Some errors are a much bigger deal. For a higher-stakes example, let’s consider the case in which a debt is inadvertently omitted from a debt-to-income (DTI) calculation, resulting in a higher DTI ratio. This could occur through improper calculation methods or a lack of current guideline awareness, the consequences of which could be costly. If the corrected DTI ratio were to fall outside the investor guidelines, the loan could become non-saleable to the intended GSE or aggregator, which could then lead to the sale of the defective loan at a discount. Even worse, if in addition, the DTI were to exceed the CFPB regulatory Qualified Mortgage (QM) requirement, the lender would be mandated to retain a 5% interest in the loan if it were successfully sold into the secondary market. Considering an average loan amount of $300,000, the retention liability required of the lender would be $15,000. When these errors are discovered, lenders are in a very vulnerable position. Is this a single case? Or are other loans hiding in their pipeline with the same defect? Again, finding the root cause of the error is crucial. Navigating the ever-changing landscape of guidelines and regulations can be difficult. Vigilance is key. Installing functions to ensure they are up-to-date, with corresponding team communication and training, is a vital aspect of proactive quality control.

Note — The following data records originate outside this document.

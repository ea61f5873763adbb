use anyhow::Context;

/// Passwords shorter than this are rejected at registration and change.
pub const MIN_PASSWORD_LEN: usize = 8;

/// bcrypt only reads the first 72 bytes of its input; longer passwords are
/// rejected rather than silently truncated.
pub const MAX_PASSWORD_BYTES: usize = 72;

/// Lowest bcrypt cost the library accepts. Only tests and local tooling
/// should go this low.
pub const MIN_COST: u32 = 4;

/// Hash a plaintext password with bcrypt at the given cost. Every call draws a
/// fresh random salt, so hashing the same password twice yields different
/// strings.
pub fn hash_password(plaintext: &str, cost: u32) -> anyhow::Result<String> {
    bcrypt::hash(plaintext, cost).context("Failed to hash password")
}

/// Check a plaintext password against a stored bcrypt hash.
///
/// The digest is recomputed with the stored salt and cost and compared in
/// constant time. A stored value that is not a parseable bcrypt hash counts as
/// a mismatch.
pub fn verify_password(plaintext: &str, stored_hash: &str) -> bool {
    bcrypt::verify(plaintext, stored_hash).unwrap_or(false)
}

/// Runs [`hash_password`] on the blocking pool.
pub async fn hash_password_blocking(plaintext: String, cost: u32) -> anyhow::Result<String> {
    tokio::task::spawn_blocking(move || hash_password(&plaintext, cost))
        .await
        .context("Password hashing task failed")?
}

/// Runs [`verify_password`] on the blocking pool. A panicked task counts as a
/// mismatch.
pub async fn verify_password_blocking(plaintext: String, stored_hash: String) -> bool {
    tokio::task::spawn_blocking(move || verify_password(&plaintext, &stored_hash))
        .await
        .unwrap_or(false)
}

/// Returns a human-readable reason when the password does not meet policy.
pub fn check_policy(plaintext: &str) -> Result<(), String> {
    if plaintext.chars().count() < MIN_PASSWORD_LEN {
        return Err(format!("Password must be at least {MIN_PASSWORD_LEN} characters"));
    }
    if plaintext.len() > MAX_PASSWORD_BYTES {
        return Err(format!("Password must be at most {MAX_PASSWORD_BYTES} bytes"));
    }
    Ok(())
}

#[cfg(test)]
mod tests {
    use super::*;

    // Low cost keeps the suite fast; the verify path reads cost from the hash.
    fn quick_hash(plaintext: &str) -> String {
        hash_password(plaintext, MIN_COST).unwrap()
    }

    #[test]
    fn test_verify_matches_own_hash() {
        for pw in ["correct horse battery", "p@ssw0rd!", "ünïcødé-password"] {
            let stored = quick_hash(pw);
            assert!(verify_password(pw, &stored));
        }
    }

    #[test]
    fn test_verify_rejects_other_password() {
        let stored = quick_hash("first-password");
        assert!(!verify_password("second-password", &stored));
        assert!(!verify_password("first-passwor", &stored));
        assert!(!verify_password("", &stored));
    }

    #[test]
    fn test_hash_is_salted() {
        let a = quick_hash("same password");
        let b = quick_hash("same password");
        assert_ne!(a, b);
        assert!(!a.contains("same password"));
        assert!(verify_password("same password", &a));
        assert!(verify_password("same password", &b));
    }

    #[test]
    fn test_malformed_hash_is_a_mismatch() {
        assert!(!verify_password("anything", ""));
        assert!(!verify_password("anything", "not-a-bcrypt-hash"));
        assert!(!verify_password("anything", "$2b$04$truncated"));
        assert!(hash_password("anything", 3).is_err());
    }

    #[tokio::test]
    async fn test_blocking_wrappers() {
        let stored = hash_password_blocking("hunter2hunter2".into(), MIN_COST).await.unwrap();
        assert!(verify_password_blocking("hunter2hunter2".into(), stored.clone()).await);
        assert!(!verify_password_blocking("hunter3hunter3".into(), stored).await);
    }

    #[test]
    fn test_policy() {
        assert!(check_policy("short").is_err());
        assert!(check_policy("long enough").is_ok());
        assert!(check_policy(&"x".repeat(73)).is_err());
    }
}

While always realizing Zero Defects is not practical, a goal of striving for Zero Defects is. Such a goal requires the buy-in and involvement of the entire organization from start to finish. To begin such a process of improvement, everyone involved must view Quality Control as a contributing profit center, rather than just a cost center. Then, the Quality Control process can be valued throughout the organization as a strategy to identify opportunities to make the loan manufacturing process better and more profitable. Leaders in lending companies that are successful at making this shift communicate to their team members throughout the organization that the passion for superior quality assurance comes from the top. They make it clear that this is not a theoretical expectation but is the company’s way of operating as the new normal, organizationally and financially, with resources provided to support such an effort. It is made clear that superior quality is a passionate goal expected of everyone in the company, not just of those in the Quality Control department.

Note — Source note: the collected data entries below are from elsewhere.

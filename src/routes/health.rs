use axum::{extract::State, http::StatusCode, Json};
use serde_json::{json, Value};

use crate::AppState;

pub async fn health_check(State(state): State<AppState>) -> (StatusCode, Json<Value>) {
    match state.store.ping().await {
        Ok(_) => (
            StatusCode::OK,
            Json(json!({ "status": "ok", "db": "connected" })),
        ),
        Err(e) => {
            tracing::warn!("health check: store unreachable: {e}");
            (
                StatusCode::SERVICE_UNAVAILABLE,
                Json(json!({ "status": "error", "db": "unreachable" })),
            )
        }
    }
}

Superior Quality Control requires expertise and time to conduct a thorough and more sophisticated file review than the bare minimum can accomplish to identify all defects, minor or significant. It requires reporting systems that provide actionable information for staff and management and analytics that can help identify the root cause of an error or omission. Then, corrective action can be taken to improve the manufacturing process and address staff skillsets through training to avoid such costly errors in the future. In this environment, the focus is on finding solutions and investing in the team through professional development, rather than casting blame. Identifying such correctable errors and process inefficiencies leads to improvements that eliminate recurring rework efforts which may be required before a closed and funded loan can be sold. Such improvements can shorten the length of time a loan sits unpurchased in a costly warehouse line, where time is money. They can also lead to lower repurchase demand and required indemnification. The result: an improved manufacturing process and increased employee retention that leads to enhanced and ongoing profitability.